Exercise: Copying each record below exactly is the whole task.

-.-.-

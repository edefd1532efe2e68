//! Metrics definitions for the provisioner
//!
//! All metrics follow Prometheus naming conventions:
//! - `provisioner_` prefix
//! - `_total` suffix for counters
//! - `_seconds` suffix for duration histograms
//!
//! # Cardinality
//!
//! Labels are bounded:
//! - `status`: success, error
//! - `outcome`: issued, discarded_user_not_found, discarded_undecodable
//! - `reason`: the five [`crate::credentials::AuthFailure`] labels or `none`
//! - `partition`: bounded by the configured partition count

use metrics::{counter, gauge, histogram};
use metrics_exporter_prometheus::{Matcher, PrometheusBuilder, PrometheusHandle};
use std::time::Duration;

/// Initialize Prometheus metrics recorder and return the handle
/// for serving metrics via HTTP.
///
/// Must be called before any metrics are recorded.
///
/// # Errors
///
/// Returns error if Prometheus recorder fails to install (e.g., already installed).
pub fn init_metrics_recorder() -> Result<PrometheusHandle, String> {
    PrometheusBuilder::new()
        .set_buckets_for_metric(
            Matcher::Prefix("provisioner_signup_processing".to_string()),
            &[
                0.001, 0.005, 0.010, 0.025, 0.050, 0.100, 0.250, 0.500, 1.000, 2.500,
            ],
        )
        .map_err(|e| format!("Failed to set processing buckets: {e}"))?
        .install_recorder()
        .map_err(|e| format!("Failed to install Prometheus recorder: {e}"))
}

// ============================================================================
// Publisher Metrics
// ============================================================================

/// Record a signup publish attempt
///
/// Metric: `provisioner_signup_events_published_total`
/// Labels: `status`
pub fn record_publish(status: &str) {
    counter!("provisioner_signup_events_published_total", "status" => status.to_string())
        .increment(1);
}

// ============================================================================
// Consumer Metrics
// ============================================================================

/// Record the outcome of processing one signup event
///
/// Metric: `provisioner_signup_events_consumed_total`,
/// `provisioner_signup_processing_duration_seconds`
/// Labels: `outcome`
pub fn record_event_processed(outcome: &str, duration: Duration) {
    histogram!("provisioner_signup_processing_duration_seconds", "outcome" => outcome.to_string())
        .record(duration.as_secs_f64());

    counter!("provisioner_signup_events_consumed_total", "outcome" => outcome.to_string())
        .increment(1);
}

/// Metric: `provisioner_consumer_read_errors_total`
pub fn record_read_error() {
    counter!("provisioner_consumer_read_errors_total").increment(1);
}

/// Metric: `provisioner_consumer_persist_errors_total`
pub fn record_persist_error() {
    counter!("provisioner_consumer_persist_errors_total").increment(1);
}

/// Record a commit attempt
///
/// Metric: `provisioner_consumer_commits_total`
/// Labels: `status`
pub fn record_commit(status: &str) {
    counter!("provisioner_consumer_commits_total", "status" => status.to_string()).increment(1);
}

/// Records that fell below the retention watermark before this group read them
///
/// Metric: `provisioner_consumer_records_lost_total`
/// Labels: `partition`
pub fn record_records_lost(partition: i32, count: i64) {
    counter!("provisioner_consumer_records_lost_total", "partition" => partition.to_string())
        .increment(u64::try_from(count).unwrap_or(0));
}

/// Metric: `provisioner_consumer_consecutive_failures`
pub fn set_consecutive_failures(count: u64) {
    gauge!("provisioner_consumer_consecutive_failures").set(count as f64);
}

// ============================================================================
// Retention Metrics
// ============================================================================

/// Record a retention trim
///
/// Metric: `provisioner_retention_trims_total`
/// Labels: `status` (success, noop, rejected, error)
pub fn record_trim(status: &str) {
    counter!("provisioner_retention_trims_total", "status" => status.to_string()).increment(1);
}

// ============================================================================
// Credential Metrics
// ============================================================================

/// Record token validation result
///
/// Metric: `provisioner_token_validations_total`
/// Labels: `status`, `reason`
pub fn record_token_validation(status: &str, reason: Option<&str>) {
    let reason = reason.unwrap_or("none");
    counter!("provisioner_token_validations_total", "status" => status.to_string(), "reason" => reason.to_string())
        .increment(1);
}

-.-.-

Answer space:
repository edefd1532efe2e68
//! Metrics definitions for the provisioner
//!
//! All metrics follow Prometheus naming conventions:
//! - `provisioner_` prefix
//! - `_total` suffix for counters
//! - `_seconds` suffix for duration histograms
//!
//! # Cardinality
//!
//! Labels are bounded:
//! - `status`: success, error
//! - `outcome`: issued, discarded_user_not_found, discarded_undecodable
//! - `reason`: the five [`crate::credentials::AuthFailure`] labels or `none`
//! - `partition`: bounded by the configured partition count

use metrics::{counter, gauge, histogram};
use metrics_exporter_prometheus::{Matcher, PrometheusBuilder, PrometheusHandle};
use std::time::Duration;

/// Initialize Prometheus metrics recorder and return the handle
/// for serving metrics via HTTP.
///
/// Must be called before any metrics are recorded.
///
/// # Errors
///
/// Returns error if Prometheus recorder fails to install (e.g., already installed).
pub fn init_metrics_recorder() -> Result<PrometheusHandle, String> {
    PrometheusBuilder::new()
        .set_buckets_for_metric(
            Matcher::Prefix("provisioner_signup_processing".to_string()),
            &[
                0.001, 0.005, 0.010, 0.025, 0.050, 0.100, 0.250, 0.500, 1.000, 2.500,
            ],
        )
        .map_err(|e| format!("Failed to set processing buckets: {e}"))?
        .install_recorder()
        .map_err(|e| format!("Failed to install Prometheus recorder: {e}"))
}

// ============================================================================
// Publisher Metrics
// ============================================================================

/// Record a signup publish attempt
///
/// Metric: `provisioner_signup_events_published_total`
/// Labels: `status`
pub fn record_publish(status: &str) {
    counter!("provisioner_signup_events_published_total", "status" => status.to_string())
        .increment(1);
}

// ============================================================================
// Consumer Metrics
// ============================================================================

/// Record the outcome of processing one signup event
///
/// Metric: `provisioner_signup_events_consumed_total`,
/// `provisioner_signup_processing_duration_seconds`
/// Labels: `outcome`
pub fn record_event_processed(outcome: &str, duration: Duration) {
    histogram!("provisioner_signup_processing_duration_seconds", "outcome" => outcome.to_string())
        .record(duration.as_secs_f64());

    counter!("provisioner_signup_events_consumed_total", "outcome" => outcome.to_string())
        .increment(1);
}

/// Metric: `provisioner_consumer_read_errors_total`
pub fn record_read_error() {
    counter!("provisioner_consumer_read_errors_total").increment(1);
}

/// Metric: `provisioner_consumer_persist_errors_total`
pub fn record_persist_error() {
    counter!("provisioner_consumer_persist_errors_total").increment(1);
}

/// Record a commit attempt
///
/// Metric: `provisioner_consumer_commits_total`
/// Labels: `status`
pub fn record_commit(status: &str) {
    counter!("provisioner_consumer_commits_total", "status" => status.to_string()).increment(1);
}

/// Records that fell below the retention watermark before this group read them
///
/// Metric: `provisioner_consumer_records_lost_total`
/// Labels: `partition`
pub fn record_records_lost(partition: i32, count: i64) {
    counter!("provisioner_consumer_records_lost_total", "partition" => partition.to_string())
        .increment(u64::try_from(count).unwrap_or(0));
}

/// Metric: `provisioner_consumer_consecutive_failures`
pub fn set_consecutive_failures(count: u64) {
    gauge!("provisioner_consumer_consecutive_failures").set(count as f64);
}

// ============================================================================
// Retention Metrics
// ============================================================================

/// Record a retention trim
///
/// Metric: `provisioner_retention_trims_total`
/// Labels: `status` (success, noop, rejected, error)
pub fn record_trim(status: &str) {
    counter!("provisioner_retention_trims_total", "status" => status.to_string()).increment(1);
}

// ============================================================================
// Credential Metrics
// ============================================================================

/// Record token validation result
///
/// Metric: `provisioner_token_validations_total`
/// Labels: `status`, `reason`
pub fn record_token_validation(status: &str, reason: Option<&str>) {
    let reason = reason.unwrap_or("none");
    counter!("provisioner_token_validations_total", "status" => status.to_string(), "reason" => reason.to_string())
        .increment(1);
}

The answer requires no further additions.